A feeling of being secure when they are amidst deadlines and challenges pushes women to greater and better limits. ‘Sense of safety’ in general is a synonym of ‘luxury’ for women in this society. Since 1911 when the first International Women’s Day was held, women all around the world have campaigned for safety. The one place having a dire need for psychological safety are offices. Seriously, it can’t be emphasized enough. What can make this picture turn into reality? Let’s dig things out:


Giving others a feeling of mental peace doesn’t sound scary right? Why not practice it? Instead of trying to bring each other down in attempts to climb up the corporate ladder there should be an encouragement of easing this pressure. After all, there is room for all of us at the proverbial table and the best way to feel safe is by radiating safer vibes yourself. The extent to which someone feels valued, appreciated and seen affects how they engage with people and enhances their mental peace.


Generational divides, differences in salary and tenure, relationship to the rest of the organization – there’s no shortage of obstacles to building a psychologically safe environment for women. The need is to ensure accessibility to the lead. When women will no longer have to think before transparent about their issues is when they will be psychologically at peace.  They must feel comfortable while interacting to change certain things. You can’t change anything without confronting it and not being afraid to confront wrong ensures peace of mind. Here also comes the implication of “Lead by example”. The ones in top need to make themselves more vulnerable so that the team feels more comfortable at taking risks. Make efforts to be more available. Be open and disclose their own mistakes and encourage team members to share their errors and what they learned from them. And even if you have to blame someone, blame the work and not the gender. DO NOT RELATE INCOMPETENCY WITH A GENDER. Accountability must never come in the way of psychological safety, and vice versa.


It’s not uncommon for women to find themselves the only females in meetings or other workplace situations. Being the “only” knock out a lot of confidence, and that combined with the passive sexism experiences makes women think our gender is a handicap which means the “only” ones constantly have to be proving themselves, earning respect and being better at their job than a man does. Lean and McKinsey & Company conducted their fourth annual study of women at work, looking at 279 companies with 64,000 participating employees. They found that one in five women are often the only females in meetings or other situations at work. That statistic nearly doubles for women in senior-level positions; 40 percent of them reported being alone amongst all men. Not treating them as special or outcast is providing a safe space to them. Psychological safety comes with normalization of “ONLY” which enables candor and openness and, therefore, thrives in an environment of mutual respect. Of course, it would be ideal if people accepted women as they were, but expectations and biases do not change overnight and until then a normal decent behavior that will not make any person feel hostile at work will obviously be nice.

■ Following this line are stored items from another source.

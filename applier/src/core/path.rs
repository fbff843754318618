//! Lexical resolution of declared change paths against the target root.
//!
//! Nothing here touches the filesystem; symlinks are not followed.

use std::path::{Path, PathBuf};

use serde::{Deserialize, Serialize};
use thiserror::Error;

/// How strictly declared paths are confined to the target root.
#[derive(Debug, Clone, Copy, Default, PartialEq, Eq, Serialize, Deserialize)]
#[serde(rename_all = "lowercase")]
pub enum PathPolicy {
    /// Reject absolute paths and `..` segments that climb above the root.
    #[default]
    Contained,
    /// Join the declared path onto the root as-is.
    Permissive,
}

/// Why a declared path cannot be written.
#[derive(Debug, Error, PartialEq, Eq)]
pub enum PathRejection {
    #[error("path is empty")]
    Empty,
    #[error("absolute path '{0}' is not allowed")]
    Absolute(String),
    #[error("path '{0}' escapes the target root")]
    EscapesRoot(String),
    #[error("path '{0}' resolves to the target root itself")]
    IsRoot(String),
    #[error("path '{0}' ends with a separator and does not name a file")]
    NotAFile(String),
}

/// Split a declared path into normalized segments.
///
/// Accepts `/` and `\` as separators, drops `.` and empty segments and folds
/// `..` into its parent. A trailing separator names a directory and is
/// rejected.
pub fn normalize_segments(declared: &str) -> Result<Vec<&str>, PathRejection> {
    let trimmed = checked_file_path(declared)?;
    if is_absolute(trimmed) {
        return Err(PathRejection::Absolute(trimmed.to_string()));
    }

    let mut segments = Vec::new();
    for segment in trimmed.split(['/', '\\']) {
        match segment {
            "" | "." => {}
            ".." => {
                if segments.pop().is_none() {
                    return Err(PathRejection::EscapesRoot(trimmed.to_string()));
                }
            }
            other => segments.push(other),
        }
    }

    if segments.is_empty() {
        return Err(PathRejection::IsRoot(trimmed.to_string()));
    }
    Ok(segments)
}

/// Map a declared path onto `root` according to `policy`.
pub fn resolve_target(
    root: &Path,
    declared: &str,
    policy: PathPolicy,
) -> Result<PathBuf, PathRejection> {
    match policy {
        PathPolicy::Contained => {
            let segments = normalize_segments(declared)?;
            Ok(segments
                .into_iter()
                .fold(root.to_path_buf(), |path, segment| path.join(segment)))
        }
        PathPolicy::Permissive => Ok(root.join(checked_file_path(declared)?)),
    }
}

/// Trimmed declared path, rejected when empty or ending in a separator.
fn checked_file_path(declared: &str) -> Result<&str, PathRejection> {
    let trimmed = declared.trim();
    if trimmed.is_empty() {
        return Err(PathRejection::Empty);
    }
    if trimmed.ends_with(['/', '\\']) {
        return Err(PathRejection::NotAFile(trimmed.to_string()));
    }
    Ok(trimmed)
}

/// Leading separator, or a drive prefix (`C:`) on Windows.
fn is_absolute(path: &str) -> bool {
    if path.starts_with(['/', '\\']) {
        return true;
    }
    cfg!(windows) && has_drive_prefix(path)
}

fn has_drive_prefix(path: &str) -> bool {
    let mut chars = path.chars();
    matches!(
        (chars.next(), chars.next()),
        (Some(letter), Some(':')) if letter.is_ascii_alphabetic()
    )
}

#[cfg(test)]
mod tests {
    use super::*;

    #[test]
    fn joins_nested_relative_path() {
        let resolved =
            resolve_target(Path::new("/work"), "src/components/App.tsx", PathPolicy::Contained)
                .expect("resolve");
        assert_eq!(resolved, Path::new("/work/src/components/App.tsx"));
    }

    #[test]
    fn normalizes_separators_and_dot_segments() {
        let segments = normalize_segments(r"src\.\lib//mod.rs").expect("normalize");
        assert_eq!(segments, vec!["src", "lib", "mod.rs"]);

        let segments = normalize_segments("a/b/../c.txt").expect("normalize");
        assert_eq!(segments, vec!["a", "c.txt"]);
    }

    #[test]
    fn rejects_paths_outside_root() {
        assert_eq!(
            normalize_segments("../secret.txt"),
            Err(PathRejection::EscapesRoot("../secret.txt".to_string()))
        );
        assert_eq!(
            normalize_segments("a/../../b"),
            Err(PathRejection::EscapesRoot("a/../../b".to_string()))
        );
        assert_eq!(
            normalize_segments("/etc/passwd"),
            Err(PathRejection::Absolute("/etc/passwd".to_string()))
        );
    }

    #[test]
    #[cfg(windows)]
    fn rejects_drive_prefix_on_windows() {
        assert_eq!(
            normalize_segments(r"C:\Windows\win.ini"),
            Err(PathRejection::Absolute(r"C:\Windows\win.ini".to_string()))
        );
    }

    #[test]
    #[cfg(not(windows))]
    fn colon_is_an_ordinary_file_name_character() {
        let segments = normalize_segments("a:b.txt").expect("normalize");
        assert_eq!(segments, vec!["a:b.txt"]);
        assert!(has_drive_prefix("a:b.txt"));
    }

    #[test]
    fn rejects_trailing_separator() {
        assert_eq!(
            normalize_segments("src/"),
            Err(PathRejection::NotAFile("src/".to_string()))
        );
        assert_eq!(
            normalize_segments(r"src\lib\"),
            Err(PathRejection::NotAFile(r"src\lib\".to_string()))
        );
        assert_eq!(
            resolve_target(Path::new("base"), "out/", PathPolicy::Permissive),
            Err(PathRejection::NotAFile("out/".to_string()))
        );
    }

    #[test]
    fn rejects_empty_and_root_paths() {
        assert_eq!(normalize_segments("  "), Err(PathRejection::Empty));
        assert_eq!(
            normalize_segments("a/.."),
            Err(PathRejection::IsRoot("a/..".to_string()))
        );
    }

    #[test]
    fn permissive_policy_keeps_traversal() {
        let resolved = resolve_target(Path::new("base"), "../up.txt", PathPolicy::Permissive)
            .expect("resolve");
        assert_eq!(resolved, Path::new("base").join("../up.txt"));
        assert_eq!(
            resolve_target(Path::new("base"), "", PathPolicy::Permissive),
            Err(PathRejection::Empty)
        );
    }
}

To conclude, no one wants to leave parts of their personality and mind at home and come with a void at work. To be ‘psychologically safe’ we can be free enough to talk about things without being discriminated because of our gender. Telling women, they are not capable of doing certain tasks because of their gender is not only discriminatory but can make them feel uncomfortable and doubtful of their own capabilities. Women too should redefine how they think about them. Although gender inequality in the workplace has gradually narrowed, the issue of providing a psychologically safe place for women remains. We can’t just focus on the efficiency of work. With the pursuit of great achievements of a diverse team, comes the risk of failure, and your team must know they’ll have a soft place to land without their gender being dragged into it.